Although in theory the location of U.N.C.L.E.'s New York headquarters is supposed to be secret, the very first episode of the series, "The Vulcan Affair," demonstrates that it is a poorly kept secret at best, as the teaser of the episode shows THRUSH operatives infiltrating U.N.C.L.E. headquarters through Del Floria's entrance in an attempt to mount an armed assault and kill U.N.C.L.E.'s Section One Number –Mr. Waverly. Other episodes showing THRUSH's knowledge of the location of U.N.C.L.E. headquarters include "The Deadly Games Affair", "The Deadly Decoy Affair", and "The Mad, Mad Tea Party Affair" (all first-season episodes). In "The Deadly Decoy Affair," the Del Floria entrance is even used for egress during a high-profile prisoner transfer during daylight hours. Although, as noted in "The Double Affair" and other episodes, THRUSH has a very effective intelligence service and has also, as demonstrated in "The Mad, Mad Tea Party Affair", successfully corrupted U.N.C.L.E. personnel, or infiltrated their own as moles.

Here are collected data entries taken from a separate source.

//! Page byte decoding.
//!
//! The fetch layer may hand over raw response bytes. The forum serves UTF-8,
//! but mirrors and saved pages sometimes declare another charset in a
//! `<meta>` tag; honour it and fall back to UTF-8.

use encoding_rs::{Encoding, UTF_8};
use regex::Regex;
use std::sync::LazyLock;
use tracing::debug;

/// `<meta charset="...">` or the charset parameter of an http-equiv content type.
#[allow(clippy::expect_used)]
static META_CHARSET: LazyLock<Regex> = LazyLock::new(|| {
    Regex::new(r#"(?i)<meta[^>]+charset\s*=\s*["']?([^"'\s;>]+)"#).expect("META_CHARSET regex")
});

/// Number of leading bytes searched for a charset declaration.
const SNIFF_LEN: usize = 2048;

/// Encoding declared in the document head, defaulting to UTF-8.
#[must_use]
pub fn sniff_encoding(html: &[u8]) -> &'static Encoding {
    let head = String::from_utf8_lossy(&html[..html.len().min(SNIFF_LEN)]);

    META_CHARSET
        .captures(&head)
        .and_then(|c| c.get(1))
        .and_then(|label| Encoding::for_label(label.as_str().as_bytes()))
        .unwrap_or(UTF_8)
}

/// Decode page bytes to a UTF-8 string.
///
/// Invalid sequences become U+FFFD instead of failing the page.
#[must_use]
pub fn transcode_to_utf8(html: &[u8]) -> String {
    let encoding = sniff_encoding(html);

    if encoding == UTF_8 {
        return String::from_utf8_lossy(html).into_owned();
    }

    let (decoded, _, had_errors) = encoding.decode(html);
    debug!(encoding = encoding.name(), had_errors, "transcoded page bytes");
    decoded.into_owned()
}
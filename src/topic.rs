//! Topic detail pages.
//!
//! The opening post, its stats and action buttons, appended supplements and
//! the page's replies. Header fields each live in one fixed place; the
//! repeating parts (supplements, replies) keep document order.

use dom_query::{Document, Selection};
use tracing::{debug, trace};

use crate::dom;
use crate::error::{Error, PageKind, Result};
use crate::patterns::{
    MEMBER_MENTION, REPLY_ROW_ID, STATS_LIKES, STATS_SEPARATOR, STATS_THANKS, STATS_VIEWS,
};
use crate::primitives::{
    classify_client_hint, count_or_zero, leading_int, normalize_timestamp, parse_node_ref,
};
use crate::result::{Member, Reply, Supplement, Topic};
use crate::session::extract_once_token;

const TOPIC_ROOT: &str = "#Main";

/// Extract the topic shown on a `/t/<id>` page.
///
/// The page does not render its own id in a stable place, so the caller
/// passes the id it requested.
///
/// # Errors
///
/// [`Error::MissingRoot`] when the document has no `#Main` container.
pub fn extract_topic_detail(doc: &Document, id: u64) -> Result<Topic> {
    let main = doc.select(TOPIC_ROOT);
    if main.is_empty() {
        return Err(Error::MissingRoot {
            page: PageKind::TopicDetail,
            selector: TOPIC_ROOT,
        });
    }

    let header = main.select(".header");
    let stats = TopicStats::parse(&dom::text_content(&main.select(".topic_stats")));
    let actions = TopicActions::parse(&main.select(".topic_buttons .tb"));
    let byline = main.select("small.gray");

    let replies = extract_replies(doc);
    let supplements = extract_supplements(&main);

    debug!(
        id,
        replies = replies.len(),
        supplements = supplements.len(),
        "extracted topic detail"
    );

    Ok(Topic {
        id,
        title: dom::text_content(&main.select("h1")).to_string(),
        content: dom::inner_html(&main.select(".topic_content")),
        votes: dom::first(&main.select(".votes a"))
            .map_or(0, |a| count_or_zero(&dom::text_content(&a))),
        reply_count: dom::first(&main.select(".box .cell .gray")).map_or(0, |gray| {
            count_or_zero(dom::text_content(&gray).split('•').next().unwrap_or_default())
        }),
        node: parse_node_ref(&main.select(".header > a:nth-child(4)")),
        member: member_from_avatar(&header.select(".avatar")),
        created: dom::attr(&byline.select("span[title]"), "title")
            .map(|title| normalize_timestamp(&title)),
        last_touched: None,
        last_reply_by: None,
        views: stats.views,
        likes: stats.likes,
        thanks: stats.thanks,
        liked: actions.as_ref().map(|a| a.liked),
        ignored: actions.as_ref().map(|a| a.ignored),
        once: actions.and_then(|a| a.once),
        thanked: dom::exists(&main, ".topic_thanked"),
        via: dom::first(&byline)
            .and_then(|b| dom::text_content(&b).split('·').nth(1).and_then(classify_client_hint)),
        supplements,
        replies,
    })
}

/// View, favorite and thank counts from the stats line
/// (`1234 次点击 ∙ 5 人收藏 ∙ 2 人感谢`).
#[derive(Debug, Clone, Copy, Default, PartialEq, Eq)]
struct TopicStats {
    views: u64,
    likes: u64,
    thanks: u64,
}

impl TopicStats {
    fn parse(line: &str) -> Self {
        let mut stats = Self::default();
        for segment in line.split(STATS_SEPARATOR) {
            let value = leading_int(segment).unwrap_or(0);
            if segment.contains(STATS_VIEWS) {
                stats.views = value;
            } else if segment.contains(STATS_LIKES) {
                stats.likes = value;
            } else if segment.contains(STATS_THANKS) {
                stats.thanks = value;
            }
        }
        stats
    }
}

/// State carried by the favorite/ignore buttons; absent for signed-out views.
#[derive(Debug, Clone, PartialEq, Eq)]
struct TopicActions {
    liked: bool,
    ignored: bool,
    once: Option<String>,
}

impl TopicActions {
    fn parse(buttons: &Selection) -> Option<Self> {
        let favorite = dom::first(buttons).and_then(|b| dom::attr(&b, "href"))?;
        let ignored = dom::nth(buttons, 2)
            .and_then(|b| dom::attr(&b, "href"))
            .is_some_and(|href| href.contains("unignore"));

        Some(Self {
            liked: favorite.contains("unfavorite"),
            ignored,
            once: extract_once_token(Some(&favorite)),
        })
    }
}

fn member_from_avatar(avatar: &Selection) -> Option<Member> {
    let username = dom::non_empty_attr(avatar, "alt")?;
    Some(Member::reference(username, dom::attr(avatar, "src")))
}

fn extract_supplements(main: &Selection) -> Vec<Supplement> {
    dom::each(&main.select(".subtle"))
        .iter()
        .map(|subtle| Supplement {
            created: dom::attr(&subtle.select(".fade > span"), "title")
                .map(|title| normalize_timestamp(&title)),
            content: dom::inner_html(&subtle.select(".topic_content")),
        })
        .collect()
}

/// Reply rows are the `.cell`s carrying an `r_<id>` id; anything else
/// (headers, pagers, deleted placeholders) is skipped.
fn extract_replies(doc: &Document) -> Vec<Reply> {
    dom::each(&doc.select(".cell"))
        .iter()
        .filter_map(|row| {
            let reply = extract_reply(row);
            if reply.is_none() && dom::attr(row, "id").is_some() {
                trace!("reply row without numeric id skipped");
            }
            reply
        })
        .collect()
}

fn extract_reply(row: &Selection) -> Option<Reply> {
    let id = dom::attr(row, "id")
        .and_then(|id| {
            REPLY_ROW_ID
                .captures(id.trim())
                .and_then(|c| c.get(1))
                .and_then(|m| m.as_str().parse::<u64>().ok())
        })
        .filter(|id| *id > 0)?;

    let avatar = row.select(".avatar");
    let ago = row.select(".ago");
    let content = dom::inner_html(&row.select(".reply_content"));
    let has_related_replies = content
        .as_deref()
        .is_some_and(|html| MEMBER_MENTION.is_match(html));

    Some(Reply {
        id,
        member: member_from_avatar(&avatar),
        created: dom::non_empty_attr(&ago, "title").map(|title| normalize_timestamp(&title)),
        via: classify_client_hint(&dom::text_content(&ago)),
        content,
        thanks: count_or_zero(&dom::text_content(&row.select(".small.fade"))),
        thanked: dom::exists(row, ".thanked"),
        op: dom::exists(row, ".badge.op"),
        is_mod: dom::exists(row, ".badge.mod"),
        has_related_replies,
    })
}
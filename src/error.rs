//! Error types for forum-scrape.
//!
//! Extraction degrades field by field, so almost nothing is an error. The one
//! hard failure is a document that lacks the root container of the page
//! family it was handed to, which means the caller supplied the wrong page.

use std::fmt;

/// Page families the extractors understand.
#[derive(Debug, Clone, Copy, PartialEq, Eq, Hash)]
pub enum PageKind {
    /// Node, tag or home topic index.
    TopicList,
    /// A single topic with its replies.
    TopicDetail,
    /// A member's public profile.
    MemberProfile,
    /// The reply history section of a member profile.
    ReplyLog,
    /// Right-hand sidebar of a signed-in page.
    ProfileWidget,
    /// The grouped node directory.
    NodeDirectory,
}

impl fmt::Display for PageKind {
    fn fmt(&self, f: &mut fmt::Formatter<'_>) -> fmt::Result {
        let name = match self {
            Self::TopicList => "topic list",
            Self::TopicDetail => "topic detail",
            Self::MemberProfile => "member profile",
            Self::ReplyLog => "reply log",
            Self::ProfileWidget => "profile widget",
            Self::NodeDirectory => "node directory",
        };
        f.write_str(name)
    }
}

/// Error type for extraction operations.
#[derive(Debug, thiserror::Error)]
pub enum Error {
    /// The document is missing the container every page of this family has.
    #[error("not a {page} page: missing root container `{selector}`")]
    MissingRoot {
        page: PageKind,
        selector: &'static str,
    },
}

/// Result type alias for extraction operations.
pub type Result<T> = std::result::Result<T, Error>;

The New York office is one of several located around the world. Some also use the Del Floria tailor shop as a front as seen, for example, with U.N.C.L.E.'s Italian headquarters in "The King of Knaves Affair".

==Fictional logo==

The official logo of the organization within the series is a black Nicolosi globular projection with select lines of longitude and latitude picked out in white. Black concentric rings surround the globe; to the right of it is the black silhouette of a man in a black suit holding a gun at his side, and a black band beneath the globe and the man features the name "U.N.C.L.E." in the "Decorated 035" font. The logo is normally superimposed on a Mercator-style map of the world with yellow-brown continents sans national borders (a node to the one-world philosophy of U.N.C.L.E.) and blue seas, but is also used plain or with tones inverted on official U.N.C.L.E. documents.

==Origins==
According to The Cloak and Swagger Affair, a documentary about the making of the fictional series included with the 2007 DVD release, the producers of The Man from U.N.C.L.E. originally intended to leave the meaning of the U.N.C.L.E. acronym a mystery. The meaning of THRUSH was never revealed in the series –although the 4th book in The Man from U.N.C.L.E. paperback series, "The Dagger Affair," postulated that THRUSH stood for the "Technological Hierarchy for the Removal of Undesirables and the Subjugation of Humanity". The documentary states that after a protest from the United Nations, which did not want to be connected to a fictional organization (such as, the sake of argument, the "United Nations Criminal Law Enforcement"), the writers came up with a meaning that also became part of the series' trademark closing credit, thanking the United Network Command for Law and Enforcement for its cooperation with the producers of The Man from U.N.C.L.E. Other sources credit producer Sam Rolfe as originally intending that U.N.C.L.E. be identified as an arm of the United Nations ("Behind that door is a man who reports only to the Secretariat of the United Nations!" was supposedly a part of his network pitch). As noted above, this idea was discarded for reasons still debated.